------ DATA PROVIDED ------

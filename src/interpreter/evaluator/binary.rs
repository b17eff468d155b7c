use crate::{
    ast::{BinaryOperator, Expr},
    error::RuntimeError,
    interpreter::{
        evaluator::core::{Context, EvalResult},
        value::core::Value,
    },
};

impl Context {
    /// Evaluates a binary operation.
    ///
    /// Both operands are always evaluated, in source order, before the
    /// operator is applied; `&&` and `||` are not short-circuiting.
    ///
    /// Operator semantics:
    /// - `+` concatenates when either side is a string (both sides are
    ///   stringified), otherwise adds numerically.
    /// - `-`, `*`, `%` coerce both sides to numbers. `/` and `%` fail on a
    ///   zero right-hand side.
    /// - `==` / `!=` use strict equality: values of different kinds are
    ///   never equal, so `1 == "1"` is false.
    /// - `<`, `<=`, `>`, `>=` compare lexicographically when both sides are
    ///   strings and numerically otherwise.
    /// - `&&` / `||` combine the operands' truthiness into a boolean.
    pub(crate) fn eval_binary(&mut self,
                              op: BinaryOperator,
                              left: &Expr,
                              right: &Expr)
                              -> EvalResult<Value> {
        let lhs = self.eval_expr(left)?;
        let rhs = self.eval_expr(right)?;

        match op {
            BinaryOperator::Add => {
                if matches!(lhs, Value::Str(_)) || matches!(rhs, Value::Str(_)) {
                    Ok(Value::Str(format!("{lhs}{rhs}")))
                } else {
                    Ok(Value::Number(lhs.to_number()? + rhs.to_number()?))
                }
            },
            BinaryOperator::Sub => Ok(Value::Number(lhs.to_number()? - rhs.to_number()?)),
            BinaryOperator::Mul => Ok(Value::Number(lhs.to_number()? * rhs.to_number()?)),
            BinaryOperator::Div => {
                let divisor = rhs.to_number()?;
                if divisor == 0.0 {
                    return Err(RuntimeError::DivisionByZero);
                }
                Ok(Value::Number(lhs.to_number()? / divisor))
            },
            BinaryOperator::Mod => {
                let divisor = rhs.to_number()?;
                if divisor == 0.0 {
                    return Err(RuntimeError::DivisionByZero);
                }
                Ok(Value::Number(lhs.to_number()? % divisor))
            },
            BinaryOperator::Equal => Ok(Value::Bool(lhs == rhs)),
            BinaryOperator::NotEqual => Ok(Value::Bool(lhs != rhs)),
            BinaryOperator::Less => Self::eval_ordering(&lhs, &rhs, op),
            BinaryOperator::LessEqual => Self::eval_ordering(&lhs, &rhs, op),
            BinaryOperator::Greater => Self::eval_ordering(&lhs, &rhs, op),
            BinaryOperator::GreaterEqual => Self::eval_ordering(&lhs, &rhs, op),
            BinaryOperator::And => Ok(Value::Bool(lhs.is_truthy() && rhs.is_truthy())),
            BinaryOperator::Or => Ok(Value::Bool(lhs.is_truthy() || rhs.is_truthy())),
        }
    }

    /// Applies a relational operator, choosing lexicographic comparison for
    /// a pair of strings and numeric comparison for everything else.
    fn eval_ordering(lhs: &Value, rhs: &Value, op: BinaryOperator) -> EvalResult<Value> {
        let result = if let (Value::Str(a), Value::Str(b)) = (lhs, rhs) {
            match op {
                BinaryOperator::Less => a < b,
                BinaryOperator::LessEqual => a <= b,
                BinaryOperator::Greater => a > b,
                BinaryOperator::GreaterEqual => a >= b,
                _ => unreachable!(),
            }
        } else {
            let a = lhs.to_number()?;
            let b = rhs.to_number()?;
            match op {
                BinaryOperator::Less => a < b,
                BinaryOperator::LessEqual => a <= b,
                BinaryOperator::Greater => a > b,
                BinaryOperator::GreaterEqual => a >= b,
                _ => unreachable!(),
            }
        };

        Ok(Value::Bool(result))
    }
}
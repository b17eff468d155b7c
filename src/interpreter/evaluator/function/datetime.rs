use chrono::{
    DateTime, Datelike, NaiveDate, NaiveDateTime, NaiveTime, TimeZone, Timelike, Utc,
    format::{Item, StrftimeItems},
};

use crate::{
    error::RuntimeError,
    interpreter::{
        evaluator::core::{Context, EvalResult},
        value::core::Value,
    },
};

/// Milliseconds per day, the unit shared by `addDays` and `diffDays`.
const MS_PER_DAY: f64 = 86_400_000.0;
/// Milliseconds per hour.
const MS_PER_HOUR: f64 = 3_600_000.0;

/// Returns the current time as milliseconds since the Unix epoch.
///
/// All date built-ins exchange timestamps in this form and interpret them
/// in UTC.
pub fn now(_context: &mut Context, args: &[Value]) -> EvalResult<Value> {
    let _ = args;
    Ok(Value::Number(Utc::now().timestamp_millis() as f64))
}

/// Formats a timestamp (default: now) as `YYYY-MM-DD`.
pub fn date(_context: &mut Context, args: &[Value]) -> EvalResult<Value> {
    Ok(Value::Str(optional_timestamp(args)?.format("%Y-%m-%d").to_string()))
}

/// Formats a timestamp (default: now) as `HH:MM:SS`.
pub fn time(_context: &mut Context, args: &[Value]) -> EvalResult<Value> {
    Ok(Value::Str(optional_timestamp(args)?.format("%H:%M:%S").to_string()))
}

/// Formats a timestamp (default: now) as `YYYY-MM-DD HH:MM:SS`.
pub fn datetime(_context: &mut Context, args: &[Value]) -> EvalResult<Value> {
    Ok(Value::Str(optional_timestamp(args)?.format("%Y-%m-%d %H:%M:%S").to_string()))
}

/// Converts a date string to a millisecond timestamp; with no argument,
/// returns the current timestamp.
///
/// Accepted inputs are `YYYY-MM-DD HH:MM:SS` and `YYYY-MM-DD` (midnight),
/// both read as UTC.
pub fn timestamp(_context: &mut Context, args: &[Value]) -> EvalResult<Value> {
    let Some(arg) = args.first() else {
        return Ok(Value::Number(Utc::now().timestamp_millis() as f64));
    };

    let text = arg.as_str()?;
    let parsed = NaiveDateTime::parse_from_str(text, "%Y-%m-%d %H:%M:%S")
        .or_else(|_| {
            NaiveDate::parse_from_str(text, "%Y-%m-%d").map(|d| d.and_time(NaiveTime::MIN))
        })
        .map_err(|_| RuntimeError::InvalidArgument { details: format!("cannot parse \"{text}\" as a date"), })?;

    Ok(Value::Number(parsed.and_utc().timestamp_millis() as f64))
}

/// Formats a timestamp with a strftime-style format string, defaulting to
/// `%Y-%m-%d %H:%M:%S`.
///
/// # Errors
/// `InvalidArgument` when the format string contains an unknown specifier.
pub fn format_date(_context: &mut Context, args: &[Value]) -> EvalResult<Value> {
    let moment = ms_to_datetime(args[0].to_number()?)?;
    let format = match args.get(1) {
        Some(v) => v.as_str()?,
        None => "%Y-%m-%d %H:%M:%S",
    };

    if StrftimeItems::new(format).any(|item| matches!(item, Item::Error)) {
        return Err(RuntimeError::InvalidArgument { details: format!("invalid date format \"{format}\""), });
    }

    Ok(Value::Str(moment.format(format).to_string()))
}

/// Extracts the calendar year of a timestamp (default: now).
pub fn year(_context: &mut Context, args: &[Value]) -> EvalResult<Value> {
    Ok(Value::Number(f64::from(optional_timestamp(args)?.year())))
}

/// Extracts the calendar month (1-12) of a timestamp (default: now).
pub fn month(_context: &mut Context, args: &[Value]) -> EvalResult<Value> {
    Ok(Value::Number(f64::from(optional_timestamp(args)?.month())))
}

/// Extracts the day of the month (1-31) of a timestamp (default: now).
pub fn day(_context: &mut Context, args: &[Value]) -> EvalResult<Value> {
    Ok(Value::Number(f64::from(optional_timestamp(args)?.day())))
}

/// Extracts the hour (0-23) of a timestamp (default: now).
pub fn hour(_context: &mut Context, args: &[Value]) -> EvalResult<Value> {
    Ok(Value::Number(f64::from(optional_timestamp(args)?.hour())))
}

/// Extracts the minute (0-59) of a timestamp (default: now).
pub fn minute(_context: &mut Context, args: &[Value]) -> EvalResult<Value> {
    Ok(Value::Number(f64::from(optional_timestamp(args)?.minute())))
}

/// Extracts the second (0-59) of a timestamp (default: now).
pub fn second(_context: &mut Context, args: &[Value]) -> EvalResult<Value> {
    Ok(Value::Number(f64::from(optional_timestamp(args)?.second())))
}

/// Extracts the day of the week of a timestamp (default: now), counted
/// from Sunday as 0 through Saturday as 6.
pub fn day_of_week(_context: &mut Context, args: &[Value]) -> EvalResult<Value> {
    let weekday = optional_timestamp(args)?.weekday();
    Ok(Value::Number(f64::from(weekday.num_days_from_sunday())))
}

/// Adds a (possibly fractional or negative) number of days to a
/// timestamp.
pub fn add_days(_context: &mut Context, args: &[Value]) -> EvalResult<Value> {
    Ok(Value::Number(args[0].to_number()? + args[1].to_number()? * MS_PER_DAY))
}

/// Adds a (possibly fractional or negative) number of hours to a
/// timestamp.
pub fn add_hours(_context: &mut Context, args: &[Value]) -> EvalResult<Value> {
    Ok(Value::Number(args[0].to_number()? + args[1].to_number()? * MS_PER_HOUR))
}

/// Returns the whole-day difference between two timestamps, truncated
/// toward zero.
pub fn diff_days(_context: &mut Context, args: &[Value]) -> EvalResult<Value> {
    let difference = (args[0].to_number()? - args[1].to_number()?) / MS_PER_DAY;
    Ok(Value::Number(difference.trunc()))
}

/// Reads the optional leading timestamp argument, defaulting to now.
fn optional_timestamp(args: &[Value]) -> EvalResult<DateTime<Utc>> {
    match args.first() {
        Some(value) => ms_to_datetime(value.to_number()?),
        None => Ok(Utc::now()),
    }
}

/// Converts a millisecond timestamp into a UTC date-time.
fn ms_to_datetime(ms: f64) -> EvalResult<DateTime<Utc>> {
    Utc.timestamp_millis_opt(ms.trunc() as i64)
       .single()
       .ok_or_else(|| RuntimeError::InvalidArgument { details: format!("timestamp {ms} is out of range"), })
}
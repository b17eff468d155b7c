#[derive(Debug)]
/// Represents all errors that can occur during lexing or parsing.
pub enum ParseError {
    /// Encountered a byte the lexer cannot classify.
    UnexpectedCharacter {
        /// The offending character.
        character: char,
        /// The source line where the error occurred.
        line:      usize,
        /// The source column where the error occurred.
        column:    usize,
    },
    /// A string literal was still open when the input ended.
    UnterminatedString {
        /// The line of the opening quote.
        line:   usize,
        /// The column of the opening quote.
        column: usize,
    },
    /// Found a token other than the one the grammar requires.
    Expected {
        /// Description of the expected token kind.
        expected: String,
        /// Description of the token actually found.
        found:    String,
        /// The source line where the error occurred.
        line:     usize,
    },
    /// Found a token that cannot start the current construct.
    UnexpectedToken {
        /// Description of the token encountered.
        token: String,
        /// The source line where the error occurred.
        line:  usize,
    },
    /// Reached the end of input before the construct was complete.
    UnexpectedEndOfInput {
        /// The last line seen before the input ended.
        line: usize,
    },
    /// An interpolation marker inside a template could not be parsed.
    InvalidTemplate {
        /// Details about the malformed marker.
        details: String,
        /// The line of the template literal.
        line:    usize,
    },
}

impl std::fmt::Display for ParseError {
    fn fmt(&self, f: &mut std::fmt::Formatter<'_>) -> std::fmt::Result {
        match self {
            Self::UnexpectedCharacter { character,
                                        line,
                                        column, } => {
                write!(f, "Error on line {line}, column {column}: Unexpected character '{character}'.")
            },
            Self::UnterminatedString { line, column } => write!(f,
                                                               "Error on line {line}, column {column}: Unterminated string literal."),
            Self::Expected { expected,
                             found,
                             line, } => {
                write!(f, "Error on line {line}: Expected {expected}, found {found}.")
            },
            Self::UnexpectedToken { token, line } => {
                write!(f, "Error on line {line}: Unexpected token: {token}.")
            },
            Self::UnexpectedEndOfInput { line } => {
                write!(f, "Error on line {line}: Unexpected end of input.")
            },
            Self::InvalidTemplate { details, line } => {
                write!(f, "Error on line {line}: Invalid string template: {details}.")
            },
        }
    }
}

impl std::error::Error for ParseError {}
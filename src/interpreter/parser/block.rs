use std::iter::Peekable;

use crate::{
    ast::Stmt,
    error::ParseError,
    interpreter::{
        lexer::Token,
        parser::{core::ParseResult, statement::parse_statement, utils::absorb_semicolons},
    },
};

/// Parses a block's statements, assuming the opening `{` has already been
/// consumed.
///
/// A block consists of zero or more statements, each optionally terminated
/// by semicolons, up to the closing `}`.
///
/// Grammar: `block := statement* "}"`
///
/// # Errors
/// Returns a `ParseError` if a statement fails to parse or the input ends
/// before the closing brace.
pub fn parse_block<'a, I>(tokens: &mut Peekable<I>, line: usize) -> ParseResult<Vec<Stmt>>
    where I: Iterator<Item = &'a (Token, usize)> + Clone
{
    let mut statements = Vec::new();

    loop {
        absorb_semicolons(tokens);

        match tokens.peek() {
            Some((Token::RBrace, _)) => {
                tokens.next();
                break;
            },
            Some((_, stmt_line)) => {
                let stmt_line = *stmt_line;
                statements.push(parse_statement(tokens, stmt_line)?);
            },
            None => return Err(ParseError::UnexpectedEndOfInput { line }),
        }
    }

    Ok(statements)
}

------

■ **WORK TO BE COMPLETED**:
Only the count is needed: the number of lines in the data that include the word "construct".

■ **RESULT OF THIS EXERCISE**:
2